Opowiadanie jest bardzo wciągające.Początek jakim jest przedstawienie pierwszej postaci może na początku nie zaciekawić, lecz po chwili pojawia się druga postać z którą młodzież może się utożsamić. Tak naprawdę rozwój akcji jest dla czytelnika nieprzewidywalny. Autor ukazuje wielkiego filozofa, byłego kanclerza w dawnych czasach skazanego na więzienie człowieka z uwagi na liczne łapówki, malwersacje, machinacje i inne nadużycia. Lecz pod koniec życia autor ukazuje nam go jako spokojnego człowieka zajmującego się studiami przyrodniczymi w swojej posiadłości. Następnie dostrzegamy młodego chłopca, zwykłego stajennego, który na dobrą sprawę nie umie czytać, nie zna przyrody, wszystko co bliskie Baconowi, jemu jest obce. Dwie osoby, w róznym wieku, z różną wiedzą i przeszłością nawiązują znajmość polegającą na badaniu przyrody. Pojawiają się tak naprawde nie spodziewane pytania i tym bardziej nie spodziewane odpowiedzi. Zaskaujący dla czytelnika jest również fakt, że ów filozof pod koniec opowiadania umiera. Zostawia młodego ucznia z eksperymentalną martwą kurą, którą przejechali na przejażdzce a którą kazał Dickowi wypchać śniegiem. Chłopak w trakcie pogrzebu Mylorda postanawia przekonac się czy experyment się udał i zjeść kurę, którą dzięki śniegowi miała się nie zepsuć. Czytelnik tak naprawde nie wie co się stało dalej, reszty może się tylko domyslać. Eksperyment sam w sobie może trochę niesmaczny ale ciekawy.

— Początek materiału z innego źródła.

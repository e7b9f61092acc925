use thiserror::Error;

use crate::model::{CardError, CatalogError, QuestionError};
use crate::session::SessionError;

#[derive(Debug, Error)]
pub enum Error {
    #[error(transparent)]
    Question(#[from] QuestionError),
    #[error(transparent)]
    Card(#[from] CardError),
    #[error(transparent)]
    Catalog(#[from] CatalogError),
    #[error(transparent)]
    Session(#[from] SessionError),
}
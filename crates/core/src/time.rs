use chrono::{DateTime, Utc};

/// Where sessions and services read "now" from.
#[derive(Debug, Clone, Copy, Default)]
pub enum Clock {
    #[default]
    System,
    Fixed(DateTime<Utc>),
}

impl Clock {
    #[must_use]
    pub fn default_clock() -> Self {
        Self::System
    }

    /// A clock that always reports `at`.
    #[must_use]
    pub fn fixed(at: DateTime<Utc>) -> Self {
        Self::Fixed(at)
    }

    #[must_use]
    pub fn now(&self) -> DateTime<Utc> {
        match self {
            Clock::System => Utc::now(),
            Clock::Fixed(at) => *at,
        }
    }
}

/// Whole seconds from `from` to `to`, clamped to `0..=u32::MAX`.
#[must_use]
pub fn elapsed_secs(from: DateTime<Utc>, to: DateTime<Utc>) -> u32 {
    let secs = (to - from).num_seconds().max(0);
    u32::try_from(secs).unwrap_or(u32::MAX)
}

/// Renders remaining time as `m:ss`, e.g. `45:00` or `0:07`.
#[must_use]
pub fn format_countdown(seconds: u32) -> String {
    format!("{}:{:02}", seconds / 60, seconds % 60)
}

/// 2023-11-14T22:13:20Z, the instant every fixed clock in tests starts at.
pub const FIXED_TIMESTAMP: i64 = 1_700_000_000;

/// # Panics
///
/// Never in practice: `FIXED_TIMESTAMP` is in range.
#[must_use]
pub fn fixed_now() -> DateTime<Utc> {
    DateTime::<Utc>::from_timestamp(FIXED_TIMESTAMP, 0).expect("timestamp in range")
}

#[must_use]
pub fn fixed_clock() -> Clock {
    Clock::fixed(fixed_now())
}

Pomimo że jednym z głównych bohaterów jest filozof, nie odnajdujemy w tekście żadnych filozofisznych rozważań. Język jest dość prosty, zrozumiały dla przecietnego czytelnika. Ukazane badania oraz pytania filozoficzne pogłębiają ciekawość i rozwijają wyobraźnię czytelnika. Tekst nie jest długi aczkolwiek wyczerpujący, ukazuje dokładne opisy zarówno wydarzeń jak i bohaterów. Narrator jest bezstronniczy, nie jest nim żaden z bohaterów. Opowiada wszystkie wydarzenia jakby z boku. Przy czym często wtrąca dialogi bohaterów, które pomagają czytelnikowi bez użycia zbędnych słów zrozumieć akcję.
Sprawdz proszę czy w żadnych faktach się nie pomyliłam i może znajdziesz coś jeszcze co mogłabym tu dopisać, bo troche tego mi tu mało..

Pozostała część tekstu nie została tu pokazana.